En noviembre de 2014 se canceló la construcción del Tren México-Querétaro, una de las promesas del presidente Enrique Peña Nieto y cuya licitación fue ganada por las empresas chinas China Railway Construction Corporation, China Railway Construction Corporation International, CSR Corporation Limited, asociadas con cuatro empresas mexicanas: Constructora y Edificadora GIA, Prodemex, GHP Infraestructura Mexicana y Constructora TEYA.

Ahora el gobierno chino exige a México el pago de 600 millones de dólares (11 mil 294 millones 520 mil pesos) por la cancelación del proyecto, pues consideran que las autoridades mexicanas «no actuaron de manera transparente, de buena fe, ni garantizaron un debido proceso legal».

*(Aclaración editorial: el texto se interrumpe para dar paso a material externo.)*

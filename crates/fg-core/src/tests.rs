//! Unit tests for fg-core primitives.

#[cfg(test)]
mod ids {
    use crate::{ForagerId, SignalId};

    #[test]
    fn index_roundtrip() {
        let id = ForagerId(42);
        assert_eq!(id.index(), 42);
        assert_eq!(ForagerId::try_from(42usize).unwrap(), id);
    }

    #[test]
    fn next_is_monotonic() {
        assert_eq!(SignalId(0).next(), SignalId(1));
        assert!(SignalId(7) < SignalId(7).next());
    }

    #[test]
    fn display() {
        assert_eq!(ForagerId(7).to_string(), "ForagerId(7)");
        assert_eq!(SignalId(3).to_string(), "SignalId(3)");
    }
}

#[cfg(test)]
mod geo {
    use std::f64::consts::FRAC_PI_2;

    use crate::{Cell, Point};

    #[test]
    fn advanced_moves_along_heading() {
        let p = Point::new(1.0, 1.0).advanced(FRAC_PI_2, 5.0);
        assert!((p.x - 1.0).abs() < 1e-12);
        assert!((p.y - 6.0).abs() < 1e-12);
    }

    #[test]
    fn euclidean_ignores_wraparound() {
        let a = Point::new(0.0, 0.0);
        let b = Point::new(3.0, 4.0);
        assert_eq!(a.euclidean(b), 5.0);
    }

    #[test]
    fn cell_offset_and_point() {
        let c = Cell::new(2, 3).offset(-1, 4);
        assert_eq!(c, Cell::new(1, 7));
        assert_eq!(c.to_point(), Point::new(1.0, 7.0));
    }
}

#[cfg(test)]
mod time {
    use crate::{SimClock, SimConfig, Tick};

    #[test]
    fn tick_arithmetic() {
        let t = Tick(10);
        assert_eq!(t + 5, Tick(15));
        assert_eq!(t.offset(3), Tick(13));
        assert_eq!(Tick(15) - Tick(10), 5u64);
        assert_eq!(Tick(3).since(Tick(10)), 0);
    }

    #[test]
    fn clock_elapsed() {
        let mut clock = SimClock::new(10);
        assert_eq!(clock.elapsed_secs(), 0);
        clock.advance();
        clock.advance();
        assert_eq!(clock.elapsed_secs(), 20);
        assert_eq!(clock.current_tick, Tick(2));
    }

    #[test]
    fn hours_for_ticks() {
        let clock = SimClock::new(10);
        assert_eq!(clock.hours_for_ticks(360), 1.0);
    }

    #[test]
    fn snapshot_interval() {
        let cfg = SimConfig { output_interval_ticks: 4, ..SimConfig::default() };
        assert!(cfg.is_snapshot_tick(Tick(0)));
        assert!(!cfg.is_snapshot_tick(Tick(3)));
        assert!(cfg.is_snapshot_tick(Tick(8)));

        let never = SimConfig { output_interval_ticks: 0, ..SimConfig::default() };
        assert!(!never.is_snapshot_tick(Tick(0)));
    }

    #[test]
    fn zero_tick_duration_rejected() {
        let cfg = SimConfig { tick_duration_secs: 0, ..SimConfig::default() };
        let err = cfg.validate().unwrap_err();
        assert_eq!(err.param(), Some("tick_duration_secs"));
    }
}

#[cfg(test)]
mod rng {
    use crate::SimRng;

    #[test]
    fn deterministic_same_seed() {
        let mut r1 = SimRng::new(12345);
        let mut r2 = SimRng::new(12345);
        for _ in 0..100 {
            let a: f64 = r1.random();
            let b: f64 = r2.random();
            assert_eq!(a, b);
        }
    }

    #[test]
    fn children_diverge_from_each_other() {
        let mut root = SimRng::new(1);
        let mut a = root.child(0);
        let mut b = root.child(1);
        let x: u64 = a.random();
        let y: u64 = b.random();
        assert_ne!(x, y);
    }

    #[test]
    fn unit_open_zero_never_zero() {
        let mut rng = SimRng::new(0);
        for _ in 0..10_000 {
            let u = rng.unit_open_zero();
            assert!(u > 0.0 && u <= 1.0, "got {u}");
        }
    }

    #[test]
    fn heading_in_range() {
        let mut rng = SimRng::new(9);
        for _ in 0..1_000 {
            let h = rng.heading();
            assert!((-std::f64::consts::PI..std::f64::consts::PI).contains(&h));
        }
    }

    #[test]
    fn gen_bool_extremes() {
        let mut rng = SimRng::new(0);
        assert!(!rng.gen_bool(0.0));
        assert!(rng.gen_bool(1.0));
    }

    #[test]
    fn sample_is_distinct_and_bounded() {
        let mut rng = SimRng::new(5);
        let items: Vec<u32> = (0..20).collect();
        let mut picked = rng.sample(&items, 8);
        assert_eq!(picked.len(), 8);
        picked.sort_unstable();
        picked.dedup();
        assert_eq!(picked.len(), 8);
        assert_eq!(rng.sample(&items, 50).len(), 20);
    }
}

#[cfg(test)]
mod error {
    use crate::error::{ensure_non_negative, ensure_probability};
    use crate::FgError;

    #[test]
    fn config_error_names_param() {
        let err = FgError::config("align_w", "too large");
        assert_eq!(err.param(), Some("align_w"));
        assert!(err.to_string().contains("align_w"));
    }

    #[test]
    fn non_negative_guard() {
        assert!(ensure_non_negative("sensing_range", 0.0).is_ok());
        assert!(ensure_non_negative("sensing_range", -1.0).is_err());
        assert!(ensure_non_negative("sensing_range", f64::NAN).is_err());
    }

    #[test]
    fn probability_guard() {
        assert!(ensure_probability("leaving_probability", 1.0).is_ok());
        assert!(ensure_probability("leaving_probability", 1.5).is_err());
    }
}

Según un documento obtenido vía transparencia, China reclama la cancelación de la firma del contrato y de la segunda licitación que se lanzó en 2015.

De acuerdo con las empresas asiáticas, los actos de la SCT “constituyeron una expropiación a sus inversiones debido a que resultaron ganadores de la licitación. Asimismo, consideraron que las autoridades mexicanas no actuaron de manera transparente, de buena fe, ni garantizaron un debido proceso legal”.